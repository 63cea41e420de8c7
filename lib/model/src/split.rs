//! Reproducible train/test partitioning.
//!
//! The shuffle seed is an explicit parameter, never ambient state, so two
//! runs with the same seed and ratio produce identical partitions.

use rand::rngs::StdRng;
use rand::seq::SliceRandom;
use rand::SeedableRng;

pub const DEFAULT_SEED: u64 = 42;
pub const DEFAULT_TEST_FRACTION: f64 = 0.2;

/// Row indices partitioned into training and evaluation sets.
#[derive(Debug, Clone, PartialEq, Eq)]
pub struct Split {
    pub train: Vec<usize>,
    pub test: Vec<usize>,
}

/// Shuffle `0..n_rows` with a seeded rng and carve off the leading
/// `test_fraction` as the held-out partition.
#[must_use]
pub fn train_test_split(n_rows: usize, test_fraction: f64, seed: u64) -> Split {
    let mut indices: Vec<usize> = (0..n_rows).collect();
    let mut rng = StdRng::seed_from_u64(seed);
    indices.shuffle(&mut rng);

    let n_test = ((n_rows as f64) * test_fraction.clamp(0.0, 1.0)).round() as usize;
    let n_test = n_test.min(n_rows);
    Split {
        test: indices[..n_test].to_vec(),
        train: indices[n_test..].to_vec(),
    }
}

/// Gather the items at `indices`, in index order.
#[must_use]
pub fn select<T: Clone>(items: &[T], indices: &[usize]) -> Vec<T> {
    indices.iter().map(|&i| items[i].clone()).collect()
}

★ ★ ★ ★

Which lines above carry the string "rand"? Copy those lines.

▶ [Written solution]:
use rand::rngs::StdRng;
use rand::seq::SliceRandom;
use rand::SeedableRng;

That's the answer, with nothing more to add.